# Task material
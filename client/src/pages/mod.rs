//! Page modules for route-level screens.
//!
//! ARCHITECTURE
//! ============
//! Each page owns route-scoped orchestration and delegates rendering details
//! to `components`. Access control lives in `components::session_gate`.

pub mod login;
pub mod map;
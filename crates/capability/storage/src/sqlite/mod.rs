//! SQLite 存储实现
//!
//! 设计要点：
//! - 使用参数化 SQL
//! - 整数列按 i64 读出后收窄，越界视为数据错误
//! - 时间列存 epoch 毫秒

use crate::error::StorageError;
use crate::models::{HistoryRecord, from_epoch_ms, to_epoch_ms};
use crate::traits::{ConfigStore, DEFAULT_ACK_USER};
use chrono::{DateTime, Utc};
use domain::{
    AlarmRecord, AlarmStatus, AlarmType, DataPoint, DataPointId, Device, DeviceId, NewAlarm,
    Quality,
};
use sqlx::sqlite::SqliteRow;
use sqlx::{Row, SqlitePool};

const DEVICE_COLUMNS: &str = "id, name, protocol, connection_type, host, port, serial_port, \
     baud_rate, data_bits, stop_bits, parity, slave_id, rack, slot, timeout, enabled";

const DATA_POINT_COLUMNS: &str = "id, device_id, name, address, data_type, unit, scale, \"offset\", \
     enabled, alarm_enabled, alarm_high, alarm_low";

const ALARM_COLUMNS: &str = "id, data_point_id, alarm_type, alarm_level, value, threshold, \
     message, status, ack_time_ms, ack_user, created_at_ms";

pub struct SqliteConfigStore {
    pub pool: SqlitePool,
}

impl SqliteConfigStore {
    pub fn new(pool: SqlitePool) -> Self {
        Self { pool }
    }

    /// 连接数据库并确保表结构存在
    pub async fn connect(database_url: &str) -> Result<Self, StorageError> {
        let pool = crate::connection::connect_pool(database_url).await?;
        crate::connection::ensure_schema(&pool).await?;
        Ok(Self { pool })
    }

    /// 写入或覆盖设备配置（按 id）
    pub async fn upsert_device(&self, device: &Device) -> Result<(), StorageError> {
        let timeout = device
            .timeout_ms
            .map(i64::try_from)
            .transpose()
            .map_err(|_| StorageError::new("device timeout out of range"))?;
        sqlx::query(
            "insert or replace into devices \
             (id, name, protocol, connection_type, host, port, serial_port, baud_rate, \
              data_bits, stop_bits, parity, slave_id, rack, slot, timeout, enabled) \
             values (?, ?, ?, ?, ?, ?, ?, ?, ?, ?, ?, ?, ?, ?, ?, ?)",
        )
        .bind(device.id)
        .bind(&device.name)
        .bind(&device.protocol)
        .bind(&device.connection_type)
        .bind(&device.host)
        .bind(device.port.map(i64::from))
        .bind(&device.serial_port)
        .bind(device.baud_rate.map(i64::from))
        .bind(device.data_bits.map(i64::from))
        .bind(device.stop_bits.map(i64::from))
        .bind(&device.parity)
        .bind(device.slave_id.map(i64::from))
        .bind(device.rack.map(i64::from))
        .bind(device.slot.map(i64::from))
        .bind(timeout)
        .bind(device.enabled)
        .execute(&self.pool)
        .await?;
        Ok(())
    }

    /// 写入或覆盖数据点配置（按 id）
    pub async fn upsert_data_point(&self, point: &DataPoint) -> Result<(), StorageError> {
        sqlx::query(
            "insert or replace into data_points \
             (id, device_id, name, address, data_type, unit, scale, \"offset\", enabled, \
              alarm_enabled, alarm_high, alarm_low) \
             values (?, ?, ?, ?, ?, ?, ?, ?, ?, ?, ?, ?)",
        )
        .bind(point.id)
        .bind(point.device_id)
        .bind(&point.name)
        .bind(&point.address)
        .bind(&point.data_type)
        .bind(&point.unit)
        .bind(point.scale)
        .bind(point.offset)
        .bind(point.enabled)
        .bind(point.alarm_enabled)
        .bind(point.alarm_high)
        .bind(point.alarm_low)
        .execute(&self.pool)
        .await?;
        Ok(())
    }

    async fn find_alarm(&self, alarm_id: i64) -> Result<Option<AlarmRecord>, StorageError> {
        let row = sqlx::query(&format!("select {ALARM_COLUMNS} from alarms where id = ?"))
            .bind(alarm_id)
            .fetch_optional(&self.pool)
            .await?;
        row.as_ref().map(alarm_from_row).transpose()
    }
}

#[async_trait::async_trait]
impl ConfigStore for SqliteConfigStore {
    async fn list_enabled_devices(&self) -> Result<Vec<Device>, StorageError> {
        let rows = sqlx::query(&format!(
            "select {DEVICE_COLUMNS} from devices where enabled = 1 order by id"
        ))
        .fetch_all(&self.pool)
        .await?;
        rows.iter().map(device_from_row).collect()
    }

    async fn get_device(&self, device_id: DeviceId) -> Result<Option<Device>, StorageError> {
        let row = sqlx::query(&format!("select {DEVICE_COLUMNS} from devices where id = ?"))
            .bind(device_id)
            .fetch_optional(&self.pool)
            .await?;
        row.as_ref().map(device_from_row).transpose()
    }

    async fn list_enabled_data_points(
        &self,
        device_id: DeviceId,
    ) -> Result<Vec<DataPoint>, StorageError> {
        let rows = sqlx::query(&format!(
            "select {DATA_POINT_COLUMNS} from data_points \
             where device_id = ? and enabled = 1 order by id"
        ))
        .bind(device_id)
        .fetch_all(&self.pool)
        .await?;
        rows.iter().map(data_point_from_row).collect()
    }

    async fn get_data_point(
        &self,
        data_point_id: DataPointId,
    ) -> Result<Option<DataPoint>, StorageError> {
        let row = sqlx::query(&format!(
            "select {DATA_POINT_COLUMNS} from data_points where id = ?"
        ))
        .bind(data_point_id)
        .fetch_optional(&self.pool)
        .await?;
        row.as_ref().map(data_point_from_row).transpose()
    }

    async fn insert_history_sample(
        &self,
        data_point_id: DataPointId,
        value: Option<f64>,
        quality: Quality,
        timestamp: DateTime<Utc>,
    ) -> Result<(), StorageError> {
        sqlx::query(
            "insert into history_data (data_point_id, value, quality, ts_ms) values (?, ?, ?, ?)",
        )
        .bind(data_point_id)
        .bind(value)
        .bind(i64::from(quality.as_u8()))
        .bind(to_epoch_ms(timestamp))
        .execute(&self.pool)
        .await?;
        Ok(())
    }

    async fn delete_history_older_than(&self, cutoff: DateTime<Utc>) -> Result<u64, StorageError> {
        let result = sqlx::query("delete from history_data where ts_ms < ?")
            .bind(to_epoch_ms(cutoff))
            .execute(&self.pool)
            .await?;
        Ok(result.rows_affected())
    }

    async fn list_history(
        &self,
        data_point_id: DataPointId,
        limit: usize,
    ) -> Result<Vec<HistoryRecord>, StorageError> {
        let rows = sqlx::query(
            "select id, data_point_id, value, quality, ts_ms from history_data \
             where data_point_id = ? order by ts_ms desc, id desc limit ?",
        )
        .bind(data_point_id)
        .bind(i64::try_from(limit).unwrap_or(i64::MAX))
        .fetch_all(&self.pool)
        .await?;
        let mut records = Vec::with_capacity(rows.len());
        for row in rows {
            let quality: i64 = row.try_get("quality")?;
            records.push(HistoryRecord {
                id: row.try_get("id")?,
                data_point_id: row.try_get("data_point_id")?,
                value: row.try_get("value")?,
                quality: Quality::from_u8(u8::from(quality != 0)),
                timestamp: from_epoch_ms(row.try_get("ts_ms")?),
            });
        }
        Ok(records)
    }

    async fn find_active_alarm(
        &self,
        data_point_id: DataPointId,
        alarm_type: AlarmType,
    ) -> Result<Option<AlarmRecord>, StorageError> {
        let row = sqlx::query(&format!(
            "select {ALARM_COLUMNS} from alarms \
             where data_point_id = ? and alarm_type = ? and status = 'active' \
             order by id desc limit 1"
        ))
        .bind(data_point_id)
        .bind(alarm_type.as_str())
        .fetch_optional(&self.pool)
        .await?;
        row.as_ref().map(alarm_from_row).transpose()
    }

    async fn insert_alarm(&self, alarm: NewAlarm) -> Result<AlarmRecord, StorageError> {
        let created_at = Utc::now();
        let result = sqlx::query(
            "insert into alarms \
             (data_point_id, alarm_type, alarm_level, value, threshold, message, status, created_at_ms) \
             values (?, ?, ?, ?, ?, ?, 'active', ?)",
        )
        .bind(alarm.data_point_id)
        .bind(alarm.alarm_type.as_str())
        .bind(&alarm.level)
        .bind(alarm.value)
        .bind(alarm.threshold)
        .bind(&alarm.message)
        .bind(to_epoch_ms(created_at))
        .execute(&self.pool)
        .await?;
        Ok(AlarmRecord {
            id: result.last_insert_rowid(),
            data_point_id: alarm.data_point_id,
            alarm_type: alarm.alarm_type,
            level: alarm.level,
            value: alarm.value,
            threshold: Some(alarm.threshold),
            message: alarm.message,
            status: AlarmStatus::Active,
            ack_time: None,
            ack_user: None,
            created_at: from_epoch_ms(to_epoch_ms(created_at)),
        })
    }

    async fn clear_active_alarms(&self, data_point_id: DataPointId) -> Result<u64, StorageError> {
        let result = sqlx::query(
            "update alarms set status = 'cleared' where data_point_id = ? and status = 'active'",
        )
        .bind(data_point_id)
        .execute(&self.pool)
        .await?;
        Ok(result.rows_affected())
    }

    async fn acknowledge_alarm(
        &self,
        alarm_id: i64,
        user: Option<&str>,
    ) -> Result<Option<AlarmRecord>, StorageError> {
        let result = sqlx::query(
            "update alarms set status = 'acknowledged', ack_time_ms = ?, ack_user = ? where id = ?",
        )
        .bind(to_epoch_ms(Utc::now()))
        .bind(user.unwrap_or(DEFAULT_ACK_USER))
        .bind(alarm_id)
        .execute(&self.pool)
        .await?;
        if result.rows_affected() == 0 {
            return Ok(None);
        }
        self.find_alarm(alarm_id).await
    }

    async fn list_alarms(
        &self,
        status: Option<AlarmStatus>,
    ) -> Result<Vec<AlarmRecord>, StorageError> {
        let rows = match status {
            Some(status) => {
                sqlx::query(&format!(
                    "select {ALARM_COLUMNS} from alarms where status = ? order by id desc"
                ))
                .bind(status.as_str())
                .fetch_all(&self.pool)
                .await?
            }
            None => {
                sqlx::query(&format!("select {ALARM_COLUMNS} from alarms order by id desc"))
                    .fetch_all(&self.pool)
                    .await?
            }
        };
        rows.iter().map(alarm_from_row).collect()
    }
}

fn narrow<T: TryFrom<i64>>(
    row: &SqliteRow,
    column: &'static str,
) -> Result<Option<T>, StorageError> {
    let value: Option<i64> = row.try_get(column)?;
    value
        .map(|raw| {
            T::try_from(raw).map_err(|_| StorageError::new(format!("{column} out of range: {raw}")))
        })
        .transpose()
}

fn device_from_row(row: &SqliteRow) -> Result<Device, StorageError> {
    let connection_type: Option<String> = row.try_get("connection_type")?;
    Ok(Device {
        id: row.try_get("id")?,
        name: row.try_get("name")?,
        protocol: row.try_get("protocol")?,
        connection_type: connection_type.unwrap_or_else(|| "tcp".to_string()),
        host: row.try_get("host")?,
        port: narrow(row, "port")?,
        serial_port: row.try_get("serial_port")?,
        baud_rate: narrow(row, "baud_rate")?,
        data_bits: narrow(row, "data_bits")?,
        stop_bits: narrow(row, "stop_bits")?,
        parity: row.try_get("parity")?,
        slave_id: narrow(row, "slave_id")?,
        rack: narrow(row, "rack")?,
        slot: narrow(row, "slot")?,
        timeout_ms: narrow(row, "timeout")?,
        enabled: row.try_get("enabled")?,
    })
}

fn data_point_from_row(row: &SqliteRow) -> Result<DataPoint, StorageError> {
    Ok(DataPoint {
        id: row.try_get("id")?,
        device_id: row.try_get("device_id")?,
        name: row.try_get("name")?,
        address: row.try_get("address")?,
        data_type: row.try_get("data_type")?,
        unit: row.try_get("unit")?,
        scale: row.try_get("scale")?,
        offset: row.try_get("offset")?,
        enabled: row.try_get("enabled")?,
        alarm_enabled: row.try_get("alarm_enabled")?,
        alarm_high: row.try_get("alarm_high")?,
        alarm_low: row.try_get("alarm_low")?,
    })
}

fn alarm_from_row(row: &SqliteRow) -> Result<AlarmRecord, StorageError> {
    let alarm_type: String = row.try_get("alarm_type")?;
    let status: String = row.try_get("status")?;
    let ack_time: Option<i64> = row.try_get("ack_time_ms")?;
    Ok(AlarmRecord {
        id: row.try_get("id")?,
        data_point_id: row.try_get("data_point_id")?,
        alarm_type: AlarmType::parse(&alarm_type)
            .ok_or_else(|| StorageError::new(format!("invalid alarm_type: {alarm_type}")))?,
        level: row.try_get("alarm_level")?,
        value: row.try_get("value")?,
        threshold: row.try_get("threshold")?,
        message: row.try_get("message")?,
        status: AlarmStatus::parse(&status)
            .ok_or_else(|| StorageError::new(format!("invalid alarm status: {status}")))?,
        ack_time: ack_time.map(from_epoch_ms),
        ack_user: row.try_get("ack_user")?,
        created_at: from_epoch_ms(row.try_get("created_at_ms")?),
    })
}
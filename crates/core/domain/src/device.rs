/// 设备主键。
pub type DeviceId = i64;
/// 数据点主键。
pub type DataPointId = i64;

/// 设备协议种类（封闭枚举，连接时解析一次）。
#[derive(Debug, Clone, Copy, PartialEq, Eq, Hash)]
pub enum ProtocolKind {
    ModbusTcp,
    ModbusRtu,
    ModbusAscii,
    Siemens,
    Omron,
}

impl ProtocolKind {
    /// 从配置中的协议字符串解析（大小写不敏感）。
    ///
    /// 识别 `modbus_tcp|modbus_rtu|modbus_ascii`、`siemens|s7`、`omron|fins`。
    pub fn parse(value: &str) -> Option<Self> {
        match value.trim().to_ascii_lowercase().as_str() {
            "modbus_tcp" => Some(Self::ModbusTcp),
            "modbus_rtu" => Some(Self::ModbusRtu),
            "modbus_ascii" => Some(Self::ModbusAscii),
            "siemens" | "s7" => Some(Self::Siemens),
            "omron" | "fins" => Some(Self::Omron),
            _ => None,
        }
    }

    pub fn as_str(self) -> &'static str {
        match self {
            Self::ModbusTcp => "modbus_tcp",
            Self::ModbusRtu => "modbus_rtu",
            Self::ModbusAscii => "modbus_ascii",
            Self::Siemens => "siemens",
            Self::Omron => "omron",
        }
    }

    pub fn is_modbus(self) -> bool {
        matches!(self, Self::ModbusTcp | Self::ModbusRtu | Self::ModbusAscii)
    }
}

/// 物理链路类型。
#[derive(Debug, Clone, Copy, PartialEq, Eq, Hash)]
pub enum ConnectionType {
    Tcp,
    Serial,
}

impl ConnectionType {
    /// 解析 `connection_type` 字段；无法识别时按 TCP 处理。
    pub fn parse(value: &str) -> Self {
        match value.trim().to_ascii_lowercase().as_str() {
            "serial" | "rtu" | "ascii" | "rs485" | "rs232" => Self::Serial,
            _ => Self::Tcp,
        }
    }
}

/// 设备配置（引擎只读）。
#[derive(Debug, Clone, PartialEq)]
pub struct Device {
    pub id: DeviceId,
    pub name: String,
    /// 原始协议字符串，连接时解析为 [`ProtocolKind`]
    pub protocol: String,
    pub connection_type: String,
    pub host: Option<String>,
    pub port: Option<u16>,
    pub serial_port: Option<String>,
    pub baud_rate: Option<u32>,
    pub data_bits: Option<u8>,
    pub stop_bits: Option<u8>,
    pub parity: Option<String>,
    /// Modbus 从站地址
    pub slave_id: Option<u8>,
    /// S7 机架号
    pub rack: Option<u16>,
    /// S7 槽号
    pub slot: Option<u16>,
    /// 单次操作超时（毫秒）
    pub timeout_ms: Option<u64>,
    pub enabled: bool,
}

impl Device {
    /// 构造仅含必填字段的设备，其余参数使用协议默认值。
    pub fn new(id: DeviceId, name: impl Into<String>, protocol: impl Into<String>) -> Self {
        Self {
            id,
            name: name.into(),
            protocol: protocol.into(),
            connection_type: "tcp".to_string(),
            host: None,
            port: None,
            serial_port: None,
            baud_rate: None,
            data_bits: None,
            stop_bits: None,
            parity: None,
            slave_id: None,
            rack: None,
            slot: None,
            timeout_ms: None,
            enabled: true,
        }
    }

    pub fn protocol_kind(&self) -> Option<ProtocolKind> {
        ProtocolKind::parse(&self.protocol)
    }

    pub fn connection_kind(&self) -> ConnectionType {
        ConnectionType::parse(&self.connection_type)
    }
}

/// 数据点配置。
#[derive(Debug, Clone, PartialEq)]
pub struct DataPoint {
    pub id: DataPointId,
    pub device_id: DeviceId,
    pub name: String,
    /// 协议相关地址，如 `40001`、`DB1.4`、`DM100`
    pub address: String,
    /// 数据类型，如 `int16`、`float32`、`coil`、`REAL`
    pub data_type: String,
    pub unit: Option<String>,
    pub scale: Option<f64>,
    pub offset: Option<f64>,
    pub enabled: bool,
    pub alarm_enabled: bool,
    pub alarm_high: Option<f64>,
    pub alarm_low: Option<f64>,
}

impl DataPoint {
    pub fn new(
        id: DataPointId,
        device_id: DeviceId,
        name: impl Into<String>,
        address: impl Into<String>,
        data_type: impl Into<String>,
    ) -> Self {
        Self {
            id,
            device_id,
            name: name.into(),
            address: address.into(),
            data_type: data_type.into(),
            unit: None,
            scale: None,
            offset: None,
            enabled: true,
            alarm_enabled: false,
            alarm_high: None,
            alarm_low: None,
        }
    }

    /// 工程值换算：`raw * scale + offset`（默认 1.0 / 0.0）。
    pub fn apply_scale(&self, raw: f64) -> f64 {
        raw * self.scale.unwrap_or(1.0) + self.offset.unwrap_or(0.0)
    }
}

# What the exercise asks
When the word "Some" appears in a line of the listing, copy that line.

# Solution below
            threshold: Some(alarm.threshold),
            Some(status) => {
            "modbus_tcp" => Some(Self::ModbusTcp),
            "modbus_rtu" => Some(Self::ModbusRtu),
            "modbus_ascii" => Some(Self::ModbusAscii),
            "siemens" | "s7" => Some(Self::Siemens),
            "omron" | "fins" => Some(Self::Omron),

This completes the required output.